Saved entries:
▬▬▬

//! Run driver
//!
//! Owns one benchmark run end to end: output directory, commands, warm-up
//! trials, measured trials, and the final report.

use crate::command;
use crate::config::{Config, FailurePolicy};
use crate::metrics::{self, TrialAggregator};
use crate::output::json::{self, JsonFailedTrial, JsonWorkerFailure, RunSummary};
use crate::output::{csv, text, OutputLogger, REPORT_FILE, SUMMARY_FILE};
use crate::remote::{RemoteExecutor, SshExecutor};
use crate::trial::{TrialId, TrialRunner};
use crate::Result;
use anyhow::{bail, Context};
use chrono::Local;
use std::fs;
use std::path::Path;
use std::sync::Arc;
use std::time::Instant;

/// Run the benchmark against real workers over SSH
pub async fn run(config: &Config) -> Result<RunSummary> {
    run_with_executor(config, Arc::new(ssh_executor(config))).await
}

/// SSH executor for `config`
///
/// With a master timeout, a worker session silent for longer than the settling
/// delay plus that timeout is closed, so a trial's join always ends.
pub fn ssh_executor(config: &Config) -> SshExecutor {
    let ssh = &config.cluster.ssh;
    let session_timeout = config
        .run
        .master_timeout()
        .map(|limit| limit + config.run.settle_delay());

    SshExecutor::new(ssh.connect_timeout())
        .with_retries(ssh.connect_retries)
        .with_session_timeout(session_timeout)
}

/// Run the benchmark with the given remote executor
///
/// # Errors
///
/// Fails before any trial if the output directory cannot be prepared or the
/// endpoints cannot be built. During the run, fails on a fatal trial error
/// (master cannot be started, log cannot be written), on any failed trial
/// under [`FailurePolicy::Abort`], or when no measured trial produced metrics.
pub async fn run_with_executor(
    config: &Config,
    executor: Arc<dyn RemoteExecutor>,
) -> Result<RunSummary> {
    let start_time = Local::now();
    let started = Instant::now();

    let endpoints = config.endpoints()?;
    let output_dir = config.output_dir(start_time);
    prepare_output_dir(&output_dir, config.output.clean)?;

    let worker_command = command::worker_command(&config.inference);
    let master_command = command::master_command(&config.inference, &config.cluster.workers);
    let worker_shell = (!endpoints.is_empty()).then(|| worker_command.to_shell_string());
    let master_shell = master_command.to_shell_string();

    text::print_run_header(config, &master_shell, worker_shell.as_deref());
    tracing::debug!(master = %master_shell, worker = ?worker_shell, "Commands built");

    let runner = TrialRunner::new(executor, OutputLogger::new(&output_dir))
        .with_settle_delay(config.run.settle_delay())
        .with_master_timeout(config.run.master_timeout());

    let run_info = json::build_run_info(
        json::local_hostname(),
        start_time,
        config,
        master_shell,
        worker_shell,
    );
    let mut summary = RunSummary::new(run_info, output_dir.clone(), config.run.loop_count);

    for i in 0..config.run.warm_up {
        tracing::info!(warm_up = i + 1, total = config.run.warm_up, "Running warm-up trial");
        match runner
            .run_trial(&endpoints, &worker_command, &master_command, TrialId::WarmUp)
            .await
        {
            Ok(output) => {
                tracing::debug!(output = %output.master.text.trim(), "Warm-up output");
            }
            Err(e) if e.is_fatal() => return Err(e).context("Warm-up trial failed"),
            Err(e) => tracing::warn!(error = %e, "Warm-up trial failed"),
        }
    }

    let layout = config.run.trailer;
    let mut aggregator = TrialAggregator::with_layout(layout);

    for n in 0..config.run.loop_count {
        let trial = TrialId::Measured(n);
        tracing::info!(trial = n, total = config.run.loop_count, "Running trial");

        let outcome = match runner
            .run_trial(&endpoints, &worker_command, &master_command, trial)
            .await
        {
            Ok(output) => {
                summary
                    .worker_failures
                    .extend(output.failed_workers().map(|w| JsonWorkerFailure {
                        trial: n,
                        host: w.source.clone(),
                        reason: w.error.clone().unwrap_or_default(),
                    }));
                metrics::extract(&output.master.text, layout)
                    .map(|mut row| {
                        row.label = trial.label();
                        row
                    })
                    .map_err(|e| e.to_string())
            }
            Err(e) if e.is_fatal() => {
                return Err(e).with_context(|| format!("Trial {} failed", n));
            }
            Err(e) => Err(e.to_string()),
        };

        match outcome {
            Ok(row) => {
                tracing::info!(
                    trial = n,
                    generation_ms = row.generation_time,
                    inference_ms = row.inference_time,
                    transfer_ms = row.transfer_time,
                    "Trial complete"
                );
                aggregator.add(row)?;
            }
            Err(reason) => match config.run.failure_policy {
                FailurePolicy::Abort => bail!("Trial {} failed: {}", n, reason),
                FailurePolicy::Skip => {
                    tracing::warn!(trial = n, reason = %reason, "Trial excluded from report");
                    summary.failed_trials.push(JsonFailedTrial { trial: n, reason });
                }
            },
        }
    }

    let summary_path = output_dir.join(SUMMARY_FILE);
    let table = match aggregator.finalize() {
        Ok(table) => table,
        Err(e) => {
            summary.finish(Local::now(), started.elapsed());
            json::write_json_output(&summary_path, &summary, true)?;
            return Err(e).context("No measured trial produced metrics");
        }
    };

    csv::write_report(&output_dir.join(REPORT_FILE), &table)?;
    summary.set_report(&table);
    summary.finish(Local::now(), started.elapsed());
    json::write_json_output(&summary_path, &summary, true)?;

    text::print_results(&table, &summary);
    Ok(summary)
}

/// Create the output directory, replacing it only when `clean` is set
pub fn prepare_output_dir(dir: &Path, clean: bool) -> Result<()> {
    if dir.exists() {
        if !clean {
            bail!(
                "Output directory already exists: {} (use --clean-output to replace it)",
                dir.display()
            );
        }
        tracing::info!(dir = %dir.display(), "Removing existing output directory");
        fs::remove_dir_all(dir)
            .with_context(|| format!("Failed to remove output directory: {}", dir.display()))?;
    }

    fs::create_dir_all(dir)
        .with_context(|| format!("Failed to create output directory: {}", dir.display()))?;
    Ok(())
}
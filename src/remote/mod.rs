//! Remote execution
//!
//! Runs one shell command on one worker host and returns its standard output.
//!
//! # Architecture
//!
//! - [`RemoteExecutor`]: the seam the trial runner dispatches through
//! - [`ssh::SshExecutor`]: libssh2-backed implementation (one session per call)
//! - [`mock::MockExecutor`]: scripted implementation for tests
//!
//! Every failure is a [`RemoteError`]. Callers treat all of them as soft: a
//! worker that failed to start is reported and the trial carries on.

pub mod mock;
pub mod ssh;

use std::fmt;
use std::path::PathBuf;
use std::time::Duration;
use thiserror::Error;

pub use mock::MockExecutor;
pub use ssh::SshExecutor;

/// Authentication material for a worker host
#[derive(Clone, PartialEq, Eq)]
pub enum Credentials {
    /// User name + password
    Password { username: String, password: String },
    /// User name + private key file
    KeyFile {
        username: String,
        private_key: PathBuf,
        passphrase: Option<String>,
    },
}

impl Credentials {
    /// User name to authenticate as
    pub fn username(&self) -> &str {
        match self {
            Credentials::Password { username, .. } => username,
            Credentials::KeyFile { username, .. } => username,
        }
    }
}

// Secrets never reach logs.
impl fmt::Debug for Credentials {
    fn fmt(&self, f: &mut fmt::Formatter) -> fmt::Result {
        match self {
            Credentials::Password { username, .. } => f
                .debug_struct("Password")
                .field("username", username)
                .field("password", &"<redacted>")
                .finish(),
            Credentials::KeyFile {
                username,
                private_key,
                ..
            } => f
                .debug_struct("KeyFile")
                .field("username", username)
                .field("private_key", private_key)
                .finish(),
        }
    }
}

/// A worker host: where to connect and how to authenticate
#[derive(Debug, Clone, PartialEq, Eq)]
pub struct HostEndpoint {
    pub address: String,
    pub port: u16,
    pub credentials: Credentials,
}

impl HostEndpoint {
    pub fn new(address: impl Into<String>, port: u16, credentials: Credentials) -> Self {
        Self {
            address: address.into(),
            port,
            credentials,
        }
    }
}

impl fmt::Display for HostEndpoint {
    fn fmt(&self, f: &mut fmt::Formatter) -> fmt::Result {
        write!(f, "{}@{}:{}", self.credentials.username(), self.address, self.port)
    }
}

/// Remote execution failure
#[derive(Debug, Error)]
pub enum RemoteError {
    /// Credentials were rejected
    #[error("SSH: authentication failed for {user}@{host}")]
    Authentication { host: String, user: String },

    /// TCP connect or session setup did not finish in time
    #[error("SSH: connection to {host} timed out after {timeout:?}")]
    Timeout { host: String, timeout: Duration },

    /// The remote command went quiet for longer than the session bound; the
    /// session was closed without waiting for the command to exit
    #[error("SSH: no output from {host} for {idle:?}; session closed")]
    SessionTimeout { host: String, idle: Duration },

    /// SSH protocol failure (handshake, channel, exec)
    #[error("SSH: unable to establish session with {host}: {message}")]
    Transport { host: String, message: String },

    /// Name resolution or socket failure
    #[error("SSH: cannot reach {host}: {source}")]
    Connect {
        host: String,
        #[source]
        source: std::io::Error,
    },
}

impl RemoteError {
    /// Host the failure belongs to
    pub fn host(&self) -> &str {
        match self {
            RemoteError::Authentication { host, .. }
            | RemoteError::Timeout { host, .. }
            | RemoteError::SessionTimeout { host, .. }
            | RemoteError::Transport { host, .. }
            | RemoteError::Connect { host, .. } => host,
        }
    }

    /// Whether establishing the session again might succeed
    pub fn is_retryable(&self) -> bool {
        !matches!(
            self,
            RemoteError::Authentication { .. } | RemoteError::SessionTimeout { .. }
        )
    }
}

/// Executes a command on a remote host
///
/// Implementations own the whole connection lifecycle of a single call: the
/// session is opened inside `execute` and released before it returns, on
/// every path. Implementations must be shareable across the dispatch tasks
/// of one trial.
pub trait RemoteExecutor: Send + Sync {
    /// Run `command` on `endpoint` and return everything it wrote to stdout
    ///
    /// If the command backgrounds a long-running process, the call returns
    /// once the command itself exits.
    fn execute(&self, endpoint: &HostEndpoint, command: &str) -> Result<Vec<u8>, RemoteError>;
}
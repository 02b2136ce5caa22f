//! Output module
//!
//! Everything a run writes:
//!
//! - `log`: per-participant trial logs (`master.log`, `worker_<host>.log`)
//! - `csv`: the latency report (`latency.csv`)
//! - `json`: machine-readable run summary (`summary.json`)
//! - `text`: console results table

pub mod csv;
pub mod json;
pub mod log;
pub mod text;

pub use log::OutputLogger;

/// Report file name inside the output directory
pub const REPORT_FILE: &str = "latency.csv";

/// Summary file name inside the output directory
pub const SUMMARY_FILE: &str = "summary.json";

▬▬▬

• WORK INSTRUCTION: All that belongs in the answer is the lines from the start of the entries above through the line containing "let session_timeout = config", each given exactly.

• EXERCISE RESPONSE:
//! Run driver
//!
//! Owns one benchmark run end to end: output directory, commands, warm-up
//! trials, measured trials, and the final report.

use crate::command;
use crate::config::{Config, FailurePolicy};
use crate::metrics::{self, TrialAggregator};
use crate::output::json::{self, JsonFailedTrial, JsonWorkerFailure, RunSummary};
use crate::output::{csv, text, OutputLogger, REPORT_FILE, SUMMARY_FILE};
use crate::remote::{RemoteExecutor, SshExecutor};
use crate::trial::{TrialId, TrialRunner};
use crate::Result;
use anyhow::{bail, Context};
use chrono::Local;
use std::fs;
use std::path::Path;
use std::sync::Arc;
use std::time::Instant;

/// Run the benchmark against real workers over SSH
pub async fn run(config: &Config) -> Result<RunSummary> {
    run_with_executor(config, Arc::new(ssh_executor(config))).await
}

/// SSH executor for `config`
///
/// With a master timeout, a worker session silent for longer than the settling
/// delay plus that timeout is closed, so a trial's join always ends.
pub fn ssh_executor(config: &Config) -> SshExecutor {
    let ssh = &config.cluster.ssh;
    let session_timeout = config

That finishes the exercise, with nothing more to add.